_Exercise aim_. Return all lines from the entries below in which the word "info" is present.
◇ ◇ ◇ ◇ ◇
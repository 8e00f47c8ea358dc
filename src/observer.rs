//! Operator-notification interface
//!
//! The server reports joins, leaves, and forwarded client messages to a
//! single injected observer. Delivery is synchronous fire-and-forget:
//! no acknowledgment, no backpressure into the relay. Implementations
//! must therefore return quickly.

use tracing::info;

/// Callbacks invoked by the server on registry and forwarding events.
///
/// One observer per server instance, injected at construction.
pub trait RelayObserver: Send + Sync {
    /// A session was registered under `nickname`
    fn on_join(&self, nickname: &str);

    /// The session registered under `nickname` was removed
    fn on_leave(&self, nickname: &str);

    /// A registered client sent a text line
    fn on_client_message(&self, nickname: &str, text: &str);
}

/// Observer that ignores every event
#[derive(Debug, Default)]
pub struct NoopObserver;

impl RelayObserver for NoopObserver {
    fn on_join(&self, _nickname: &str) {}
    fn on_leave(&self, _nickname: &str) {}
    fn on_client_message(&self, _nickname: &str, _text: &str) {}
}

/// Observer that logs every event via tracing
///
/// Used by the standalone binary, where no operator console is attached.
#[derive(Debug, Default)]
pub struct LoggingObserver;

impl RelayObserver for LoggingObserver {
    fn on_join(&self, nickname: &str) {
        info!("client '{}' joined", nickname);
    }

    fn on_leave(&self, nickname: &str) {
        info!("client '{}' left", nickname);
    }

    fn on_client_message(&self, nickname: &str, text: &str) {
        info!("[{}] {}", nickname, text);
    }
}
◇ ◇ ◇ ◇ ◇
_Worked solution_.
use tracing::info;
        info!("client '{}' joined", nickname);
        info!("client '{}' left", nickname);
        info!("[{}] {}", nickname, text);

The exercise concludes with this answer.